Lorsque le soleil commence sa phase descendante, les rues recommencent à s’animer peu à peu. Quelques badauds çà et là. Un enfant rejoint le port en courant. Comme chaque jour, le vieux rentre de sa journée de pêche. Dans le fond de sa barque, quelques filets sont déposés, quelques affaires… pas un seul poisson. Cela fait des mois qu’il n’attrape plus rien. La dernière chose qu’il est parvenue à attraper, c’est l’amitié de cet enfant qui l’attend tous les soir lorsqu’il rentre au port. Il sait qu’aujourd’hui encore, l’enfant sera triste de le voir rentrer bredouille mais qu’il n’en dira rien. Il sait qu’ils auront quelques heures à passer ensemble, qu’ils parleront de baseball, qu’ils se rappelleront le temps où ils pouvaient pêcher ensemble… que le vieux lui racontera ses vieilles histoires, celles qui appartiennent au temps où il n’était pas salao. Aujourd’hui, cette déveine l’accable, le tasse, le rend plus vieux encore. Jusqu’au jour où le vieux part plus loin que d’habitude, à la pêche aux gros. Il s’installe au large avec la ferme conviction de montrer que le vent a tourné. Il veut retrouver sa dignité. Le vieux sera le premier surpris de constater que la chance lui sourit à nouveau. Un énorme espadon s’est accroché à une de ses lignes. Entre l’homme et le poisson, un long combat s’engage. Il durera trois jours et trois nuits.
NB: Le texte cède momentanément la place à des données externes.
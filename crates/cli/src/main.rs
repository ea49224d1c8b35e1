use std::process::ExitCode;

fn main() -> ExitCode {
    bookworm_cli::run()
}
Face à Hemingway, l’enfant raconte son amitié avec ce vieil homme. Il lui raconte comment il a grandi à ses côtés. Il parle du vieil homme avec respect. Il l’admire. Il le connaît aussi mieux que personne. Quelques passages s’incrustent dans le scénario pour montrer ce tête-à-tête entre l’écrivain et l’enfant pêcheur. Le romancier ponctue le long récit de l’enfant, pose quelques questions, demande des précisions. Pour cette adaptation, Thierry Murat fait d’Hemingway un personnage à part entière, un passeur d’histoires qui récolte un témoignage qu’il couchera ensuite sur papier. Cela donne une jolie dimension à cette fiction et sème le trouble : réalité ou fiction ?
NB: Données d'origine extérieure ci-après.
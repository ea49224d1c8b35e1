use std::path::Path;
use std::time::Duration;

use async_trait::async_trait;
use bookworm_core::config::FeedConfig;
use reqwest::Client;
use secrecy::{ExposeSecret, SecretString};
use tracing::debug;

use crate::error::FeedError;
use crate::wire::{decode, FeedResponse};

#[async_trait]
pub trait BookFeed: Send + Sync {
    async fn fetch(&self) -> Result<FeedResponse, FeedError>;

    /// Where the feed reads from, safe to log.
    fn describe(&self) -> String;
}

#[async_trait]
impl BookFeed for Box<dyn BookFeed> {
    async fn fetch(&self) -> Result<FeedResponse, FeedError> {
        self.as_ref().fetch().await
    }

    fn describe(&self) -> String {
        self.as_ref().describe()
    }
}

/// Bestseller list over HTTP. The api key travels as the `api-key` query parameter.
pub struct HttpBookFeed {
    client: Client,
    list_url: String,
    api_key: Option<SecretString>,
}

impl HttpBookFeed {
    pub fn new(client: Client, list_url: impl Into<String>, api_key: Option<SecretString>) -> Self {
        Self { client, list_url: list_url.into(), api_key }
    }

    pub fn from_config(config: &FeedConfig) -> Result<Self, FeedError> {
        let mut builder = Client::builder();
        if let Some(timeout_secs) = config.timeout_secs {
            builder = builder.timeout(Duration::from_secs(timeout_secs));
        }
        let client = builder.build()?;

        Ok(Self::new(client, config.list_url(), config.api_key.clone()))
    }
}

#[async_trait]
impl BookFeed for HttpBookFeed {
    async fn fetch(&self) -> Result<FeedResponse, FeedError> {
        let mut request = self.client.get(&self.list_url);
        if let Some(api_key) = &self.api_key {
            request = request.query(&[("api-key", api_key.expose_secret())]);
        }

        let response = request.send().await?;
        let status = response.status();
        if !status.is_success() {
            return Err(FeedError::Status(status.as_u16()));
        }

        let body = response.text().await?;
        debug!(
            event_name = "feed.http.response",
            list_url = %self.list_url,
            bytes = body.len(),
            body = %body,
            "bestseller feed responded"
        );
        decode(&body)
    }

    fn describe(&self) -> String {
        self.list_url.clone()
    }
}

/// Serves a canned body or failure; used offline and in tests.
#[derive(Clone, Debug)]
pub struct StaticBookFeed {
    label: String,
    outcome: Result<String, FeedError>,
}

impl StaticBookFeed {
    pub fn from_body(label: impl Into<String>, body: impl Into<String>) -> Self {
        Self { label: label.into(), outcome: Ok(body.into()) }
    }

    pub fn failing(label: impl Into<String>, error: FeedError) -> Self {
        Self { label: label.into(), outcome: Err(error) }
    }

    pub async fn from_file(path: &Path) -> Result<Self, FeedError> {
        let body = tokio::fs::read_to_string(path).await.map_err(|error| {
            FeedError::Unavailable(format!("could not read `{}`: {error}", path.display()))
        })?;
        Ok(Self::from_body(path.display().to_string(), body))
    }
}

#[async_trait]
impl BookFeed for StaticBookFeed {
    async fn fetch(&self) -> Result<FeedResponse, FeedError> {
        match &self.outcome {
            Ok(body) => decode(body),
            Err(error) => Err(error.clone()),
        }
    }

    fn describe(&self) -> String {
        self.label.clone()
    }
}
use chrono::NaiveDate;
use rust_decimal::Decimal;
use serde::{Deserialize, Serialize};

/// Primary ISBN-10 as reported by the bestseller feed.
#[derive(Clone, Debug, PartialEq, Eq, Hash, Serialize, Deserialize)]
pub struct BookId(pub String);

impl BookId {
    pub fn new(value: impl Into<String>) -> Self {
        Self(value.into())
    }

    pub fn as_str(&self) -> &str {
        &self.0
    }
}

impl std::fmt::Display for BookId {
    fn fmt(&self, f: &mut std::fmt::Formatter<'_>) -> std::fmt::Result {
        f.write_str(&self.0)
    }
}

/// One book record as delivered by a feed, before pricing.
#[derive(Clone, Debug, Default, PartialEq, Eq, Serialize, Deserialize)]
pub struct BookRecord {
    pub id: String,
    pub isbn13: Option<String>,
    pub title: String,
    pub author: Option<String>,
    pub image_url: Option<String>,
    pub publisher: Option<String>,
    pub description: Option<String>,
    pub rank: Option<u32>,
}

/// A purchasable catalog entry. Immutable once the catalog is built.
#[derive(Clone, Debug, PartialEq, Eq, Serialize, Deserialize)]
pub struct CatalogItem {
    pub id: BookId,
    pub title: String,
    pub image_url: Option<String>,
    pub price: Decimal,
    /// Listing quantity seeded at load time. What the shopper holds lives in the cart.
    pub quantity: u32,
    pub attributes: BookAttributes,
}

#[derive(Clone, Debug, Default, PartialEq, Eq, Serialize, Deserialize)]
pub struct BookAttributes {
    pub isbn13: Option<String>,
    pub author: Option<String>,
    pub publisher: Option<String>,
    pub description: Option<String>,
    pub rank: Option<u32>,
}

impl CatalogItem {
    pub fn from_record(record: BookRecord, price: Decimal) -> Self {
        Self {
            id: BookId(record.id),
            title: record.title,
            image_url: record.image_url,
            price,
            quantity: 1,
            attributes: BookAttributes {
                isbn13: record.isbn13,
                author: record.author,
                publisher: record.publisher,
                description: record.description,
                rank: record.rank,
            },
        }
    }
}

/// List-level metadata reported alongside the books.
#[derive(Clone, Debug, Default, PartialEq, Eq, Serialize, Deserialize)]
pub struct ListMetadata {
    pub list_name: Option<String>,
    pub display_name: Option<String>,
    pub published_date: Option<NaiveDate>,
}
Le vieil Homme et la Mer – Murat © Futuropolis – 2014

Mais c’est l’enfant qui est notre guide principal dans ce voyage nostalgique. Hemingway s’efface toujours très vite même si l’on perçoit le regard bienveillant qu’il pose sur le jeune pêcheur. Ce dernier est un narrateur hors pair qui n’écarte aucun détail. Ni le son d’une voix, si l’odeur des embruns marins, ni l’amplitude d’un geste. Il n’omet rien. Il fait des pauses dans son récit pour que son interlocuteur prenne la mesure de ce qu’il vient de dire. Durant ces instants de silence, le temps est comme suspendu. Ce suspense nous ferre. A l’instar du poisson, notre curiosité nous a fait mordre à l’hameçon et plonger toujours plus loin dans la découverte de ce témoignage.

Santiago, grand-père, toi… Dans la bouche de l’enfant, le prénom du vieux est prononcé avec respect. Entre eux, il y a de l’estime et de l’amour, de la complicité aussi. L’enfant a une tendresse particulière pour ce vieux. C’est un amour semblable à celui qu’un enfant porte à son grand-père. Il scrute l’ancien, se nourrit de lui, le protège et apprend à son contact.

« Sa peau, ses cheveux, ses souvenirs, tout chez lui était vieux. Sauf son regard, qui brillait encore comme un soleil rasant sur la crête des vagues. »

Entre voix-off et échanges interactifs, le scénario trouve très vite sa mélodie, son rythme. Thierry Murat sublime le texte d’Ernest Hemingway. Il nous fait passer de l’ocre au bleu, du jour à la nuit, de la chaleur à la nostalgie, du récit au silence… puis vient le moment de ce combat fantastique entre le vieux pêcheur et un gigantesque espadon. Ils se sont défiés au bras de fer. L’homme et le poisson vont puiser dans leurs forces physiques et psychiques.

Superbe ! Les mots d’autres lecteurs :

Noukette : « Si le texte est une merveille, le dessin élégant de Murat le magnifie. L’alliance des deux est un petit miracle sans aucune fausse note. Intense et unique. »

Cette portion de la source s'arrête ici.